* _Source data_:
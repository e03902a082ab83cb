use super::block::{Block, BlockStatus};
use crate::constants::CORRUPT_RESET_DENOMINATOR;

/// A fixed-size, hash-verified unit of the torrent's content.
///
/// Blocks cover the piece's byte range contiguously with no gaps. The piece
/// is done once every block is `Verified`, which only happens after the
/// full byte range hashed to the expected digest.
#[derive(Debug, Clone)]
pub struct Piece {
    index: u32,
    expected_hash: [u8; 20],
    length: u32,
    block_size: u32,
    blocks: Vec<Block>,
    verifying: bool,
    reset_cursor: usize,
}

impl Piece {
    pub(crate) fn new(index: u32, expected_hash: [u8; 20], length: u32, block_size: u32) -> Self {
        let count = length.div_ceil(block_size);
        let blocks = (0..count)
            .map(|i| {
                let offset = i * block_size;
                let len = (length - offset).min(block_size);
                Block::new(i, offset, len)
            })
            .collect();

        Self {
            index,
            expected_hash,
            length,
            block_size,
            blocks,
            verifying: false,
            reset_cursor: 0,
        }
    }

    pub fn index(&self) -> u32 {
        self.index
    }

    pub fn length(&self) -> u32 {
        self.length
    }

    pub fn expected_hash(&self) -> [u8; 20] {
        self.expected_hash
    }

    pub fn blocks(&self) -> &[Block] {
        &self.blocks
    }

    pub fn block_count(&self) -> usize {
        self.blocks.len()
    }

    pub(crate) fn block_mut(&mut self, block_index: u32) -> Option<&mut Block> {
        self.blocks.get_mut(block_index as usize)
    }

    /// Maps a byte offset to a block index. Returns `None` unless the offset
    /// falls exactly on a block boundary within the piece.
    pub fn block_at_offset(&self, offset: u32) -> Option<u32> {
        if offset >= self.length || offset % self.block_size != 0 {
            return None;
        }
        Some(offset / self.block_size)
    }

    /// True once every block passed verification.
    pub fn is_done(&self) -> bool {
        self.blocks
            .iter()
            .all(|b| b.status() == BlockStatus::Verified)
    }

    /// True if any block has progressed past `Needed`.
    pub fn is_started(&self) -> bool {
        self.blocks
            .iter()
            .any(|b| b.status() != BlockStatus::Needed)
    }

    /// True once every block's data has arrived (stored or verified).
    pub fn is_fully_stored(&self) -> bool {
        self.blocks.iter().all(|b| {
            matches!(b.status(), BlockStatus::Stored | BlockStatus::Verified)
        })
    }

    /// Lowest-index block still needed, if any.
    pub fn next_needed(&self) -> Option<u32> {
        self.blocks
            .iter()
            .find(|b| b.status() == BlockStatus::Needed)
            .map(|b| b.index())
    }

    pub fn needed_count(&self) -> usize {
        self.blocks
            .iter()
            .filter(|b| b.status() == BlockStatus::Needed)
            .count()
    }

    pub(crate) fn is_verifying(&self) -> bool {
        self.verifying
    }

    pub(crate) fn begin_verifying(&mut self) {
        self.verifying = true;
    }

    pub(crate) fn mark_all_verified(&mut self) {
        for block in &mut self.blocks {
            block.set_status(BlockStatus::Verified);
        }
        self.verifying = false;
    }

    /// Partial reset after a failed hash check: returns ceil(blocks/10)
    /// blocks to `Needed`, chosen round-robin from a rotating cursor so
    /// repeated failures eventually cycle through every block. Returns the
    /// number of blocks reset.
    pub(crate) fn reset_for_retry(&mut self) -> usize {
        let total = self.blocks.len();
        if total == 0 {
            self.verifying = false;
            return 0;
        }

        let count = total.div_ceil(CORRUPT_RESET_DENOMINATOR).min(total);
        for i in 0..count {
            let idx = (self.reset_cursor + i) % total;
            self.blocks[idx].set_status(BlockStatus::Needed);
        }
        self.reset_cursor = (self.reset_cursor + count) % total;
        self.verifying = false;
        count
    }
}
---
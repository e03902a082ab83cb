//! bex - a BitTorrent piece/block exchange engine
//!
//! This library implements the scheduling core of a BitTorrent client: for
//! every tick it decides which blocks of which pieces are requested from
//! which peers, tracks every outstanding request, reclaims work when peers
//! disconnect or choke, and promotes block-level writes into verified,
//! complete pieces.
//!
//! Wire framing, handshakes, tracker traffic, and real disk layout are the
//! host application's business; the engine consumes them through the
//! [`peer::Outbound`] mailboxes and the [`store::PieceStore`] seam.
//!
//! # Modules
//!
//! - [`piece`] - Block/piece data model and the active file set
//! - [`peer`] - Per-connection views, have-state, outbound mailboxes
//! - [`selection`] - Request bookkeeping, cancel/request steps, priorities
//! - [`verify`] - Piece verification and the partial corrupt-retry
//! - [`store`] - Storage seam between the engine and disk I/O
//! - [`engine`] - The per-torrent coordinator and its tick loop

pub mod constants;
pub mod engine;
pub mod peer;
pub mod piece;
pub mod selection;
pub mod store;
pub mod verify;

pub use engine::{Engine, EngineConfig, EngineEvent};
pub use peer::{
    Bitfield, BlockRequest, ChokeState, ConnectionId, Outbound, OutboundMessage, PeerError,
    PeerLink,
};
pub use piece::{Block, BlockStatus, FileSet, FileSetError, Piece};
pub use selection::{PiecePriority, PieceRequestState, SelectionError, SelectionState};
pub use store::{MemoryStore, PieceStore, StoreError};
* * *
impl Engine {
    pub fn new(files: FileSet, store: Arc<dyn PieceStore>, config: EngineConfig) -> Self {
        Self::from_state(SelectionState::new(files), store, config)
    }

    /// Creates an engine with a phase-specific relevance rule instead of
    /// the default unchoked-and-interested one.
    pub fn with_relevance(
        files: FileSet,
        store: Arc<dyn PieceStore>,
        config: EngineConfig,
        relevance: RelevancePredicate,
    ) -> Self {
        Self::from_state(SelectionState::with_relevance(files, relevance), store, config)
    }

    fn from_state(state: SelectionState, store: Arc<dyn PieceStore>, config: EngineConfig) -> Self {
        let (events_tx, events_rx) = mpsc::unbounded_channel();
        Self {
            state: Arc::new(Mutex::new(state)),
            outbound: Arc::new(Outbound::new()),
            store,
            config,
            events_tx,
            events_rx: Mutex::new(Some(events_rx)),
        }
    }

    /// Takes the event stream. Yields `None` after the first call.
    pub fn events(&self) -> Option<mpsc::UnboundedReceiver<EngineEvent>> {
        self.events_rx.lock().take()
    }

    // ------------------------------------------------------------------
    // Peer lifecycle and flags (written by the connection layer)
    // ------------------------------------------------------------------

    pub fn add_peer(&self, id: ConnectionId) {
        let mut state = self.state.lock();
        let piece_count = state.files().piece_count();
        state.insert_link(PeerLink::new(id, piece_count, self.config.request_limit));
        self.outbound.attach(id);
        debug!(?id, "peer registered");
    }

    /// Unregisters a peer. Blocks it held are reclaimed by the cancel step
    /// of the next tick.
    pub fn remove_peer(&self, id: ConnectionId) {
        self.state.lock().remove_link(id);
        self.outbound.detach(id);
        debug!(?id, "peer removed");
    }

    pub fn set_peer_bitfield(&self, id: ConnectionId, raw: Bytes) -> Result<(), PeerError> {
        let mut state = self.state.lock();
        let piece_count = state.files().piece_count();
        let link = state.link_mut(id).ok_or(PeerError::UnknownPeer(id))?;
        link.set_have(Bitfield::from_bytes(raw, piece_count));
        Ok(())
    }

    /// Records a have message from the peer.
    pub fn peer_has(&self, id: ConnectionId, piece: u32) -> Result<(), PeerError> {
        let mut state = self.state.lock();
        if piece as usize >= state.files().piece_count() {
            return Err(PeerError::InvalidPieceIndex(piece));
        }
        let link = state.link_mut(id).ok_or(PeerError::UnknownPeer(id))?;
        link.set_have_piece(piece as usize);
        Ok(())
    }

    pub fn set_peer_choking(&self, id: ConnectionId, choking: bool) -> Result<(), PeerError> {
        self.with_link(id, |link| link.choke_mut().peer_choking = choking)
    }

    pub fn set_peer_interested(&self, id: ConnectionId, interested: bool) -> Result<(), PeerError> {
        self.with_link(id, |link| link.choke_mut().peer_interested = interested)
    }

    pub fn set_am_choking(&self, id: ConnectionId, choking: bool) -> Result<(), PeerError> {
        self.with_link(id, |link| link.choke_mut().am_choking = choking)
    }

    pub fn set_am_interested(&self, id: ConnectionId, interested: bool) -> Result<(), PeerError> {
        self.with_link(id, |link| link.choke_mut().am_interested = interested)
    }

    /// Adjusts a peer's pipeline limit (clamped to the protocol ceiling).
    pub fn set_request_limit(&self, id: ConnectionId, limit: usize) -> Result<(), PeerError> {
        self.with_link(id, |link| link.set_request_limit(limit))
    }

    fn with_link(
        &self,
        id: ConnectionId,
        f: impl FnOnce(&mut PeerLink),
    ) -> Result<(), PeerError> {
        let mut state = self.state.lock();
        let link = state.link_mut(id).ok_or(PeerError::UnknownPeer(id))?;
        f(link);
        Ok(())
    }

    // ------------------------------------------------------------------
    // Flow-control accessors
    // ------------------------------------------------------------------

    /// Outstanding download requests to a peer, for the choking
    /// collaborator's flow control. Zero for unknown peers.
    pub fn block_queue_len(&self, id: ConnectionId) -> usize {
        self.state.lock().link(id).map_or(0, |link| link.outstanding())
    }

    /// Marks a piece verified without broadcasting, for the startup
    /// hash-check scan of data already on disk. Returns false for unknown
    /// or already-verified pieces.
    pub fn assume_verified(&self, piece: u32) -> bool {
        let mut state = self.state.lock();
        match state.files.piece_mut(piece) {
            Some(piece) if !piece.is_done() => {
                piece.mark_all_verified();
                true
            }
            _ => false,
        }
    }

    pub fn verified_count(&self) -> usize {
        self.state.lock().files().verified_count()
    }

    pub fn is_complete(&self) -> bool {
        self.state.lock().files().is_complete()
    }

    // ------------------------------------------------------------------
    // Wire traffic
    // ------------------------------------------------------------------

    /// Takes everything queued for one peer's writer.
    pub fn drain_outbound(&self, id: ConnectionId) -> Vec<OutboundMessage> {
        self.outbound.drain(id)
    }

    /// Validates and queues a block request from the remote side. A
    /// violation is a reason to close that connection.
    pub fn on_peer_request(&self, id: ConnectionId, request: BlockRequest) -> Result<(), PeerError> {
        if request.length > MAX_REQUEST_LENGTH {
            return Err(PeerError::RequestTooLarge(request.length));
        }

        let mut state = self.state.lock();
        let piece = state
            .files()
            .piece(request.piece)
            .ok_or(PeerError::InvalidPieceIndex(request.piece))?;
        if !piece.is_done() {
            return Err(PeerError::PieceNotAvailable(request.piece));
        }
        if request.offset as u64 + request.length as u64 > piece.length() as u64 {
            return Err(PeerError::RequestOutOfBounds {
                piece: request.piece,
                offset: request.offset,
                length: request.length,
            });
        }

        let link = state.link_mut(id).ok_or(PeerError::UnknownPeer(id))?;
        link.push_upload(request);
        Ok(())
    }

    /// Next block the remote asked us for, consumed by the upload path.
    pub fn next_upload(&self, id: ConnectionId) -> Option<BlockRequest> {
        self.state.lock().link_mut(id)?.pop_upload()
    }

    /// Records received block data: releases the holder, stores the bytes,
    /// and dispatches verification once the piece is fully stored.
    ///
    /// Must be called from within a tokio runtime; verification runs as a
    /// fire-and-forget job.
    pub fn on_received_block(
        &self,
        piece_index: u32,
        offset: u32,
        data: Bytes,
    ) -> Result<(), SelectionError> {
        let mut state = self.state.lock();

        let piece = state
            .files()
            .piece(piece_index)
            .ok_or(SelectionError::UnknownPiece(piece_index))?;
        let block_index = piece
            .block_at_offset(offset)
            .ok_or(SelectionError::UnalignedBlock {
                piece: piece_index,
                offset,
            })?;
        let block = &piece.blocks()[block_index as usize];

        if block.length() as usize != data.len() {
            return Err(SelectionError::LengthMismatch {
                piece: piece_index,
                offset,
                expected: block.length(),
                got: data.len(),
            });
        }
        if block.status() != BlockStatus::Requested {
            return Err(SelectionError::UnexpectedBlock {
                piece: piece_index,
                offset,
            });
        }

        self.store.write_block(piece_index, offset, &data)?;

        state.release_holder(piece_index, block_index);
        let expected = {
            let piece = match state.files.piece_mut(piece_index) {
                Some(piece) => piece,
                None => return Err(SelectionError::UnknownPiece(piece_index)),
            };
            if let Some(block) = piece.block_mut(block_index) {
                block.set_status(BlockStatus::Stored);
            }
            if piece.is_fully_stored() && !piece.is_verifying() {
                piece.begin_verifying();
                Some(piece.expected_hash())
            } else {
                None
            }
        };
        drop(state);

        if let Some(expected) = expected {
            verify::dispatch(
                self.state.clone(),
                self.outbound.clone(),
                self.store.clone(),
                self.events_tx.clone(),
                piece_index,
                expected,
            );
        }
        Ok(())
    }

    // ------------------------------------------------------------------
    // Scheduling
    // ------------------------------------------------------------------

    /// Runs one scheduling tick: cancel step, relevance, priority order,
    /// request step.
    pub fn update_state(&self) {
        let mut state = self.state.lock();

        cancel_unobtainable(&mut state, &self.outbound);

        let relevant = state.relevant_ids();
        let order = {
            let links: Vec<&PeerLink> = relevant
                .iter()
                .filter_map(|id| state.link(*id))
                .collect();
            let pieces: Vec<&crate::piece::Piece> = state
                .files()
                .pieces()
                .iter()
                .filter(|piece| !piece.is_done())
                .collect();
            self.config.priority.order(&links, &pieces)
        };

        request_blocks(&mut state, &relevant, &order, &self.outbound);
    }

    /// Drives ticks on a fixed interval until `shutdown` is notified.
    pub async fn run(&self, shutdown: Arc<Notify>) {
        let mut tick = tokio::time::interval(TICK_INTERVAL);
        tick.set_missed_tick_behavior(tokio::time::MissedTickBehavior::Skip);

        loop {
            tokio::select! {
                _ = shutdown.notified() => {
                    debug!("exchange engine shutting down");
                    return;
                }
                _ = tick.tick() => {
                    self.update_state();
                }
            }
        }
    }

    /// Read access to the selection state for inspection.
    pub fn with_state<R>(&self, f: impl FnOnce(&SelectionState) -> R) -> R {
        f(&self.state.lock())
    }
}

* _Work instructions_: Pull out every line holding "SelectionError" from the records above, and copy it.

* _Written response_:
pub use selection::{PiecePriority, PieceRequestState, SelectionError, SelectionState};
    ) -> Result<(), SelectionError> {
            .ok_or(SelectionError::UnknownPiece(piece_index))?;
            .ok_or(SelectionError::UnalignedBlock {
            return Err(SelectionError::LengthMismatch {
            return Err(SelectionError::UnexpectedBlock {
                None => return Err(SelectionError::UnknownPiece(piece_index)),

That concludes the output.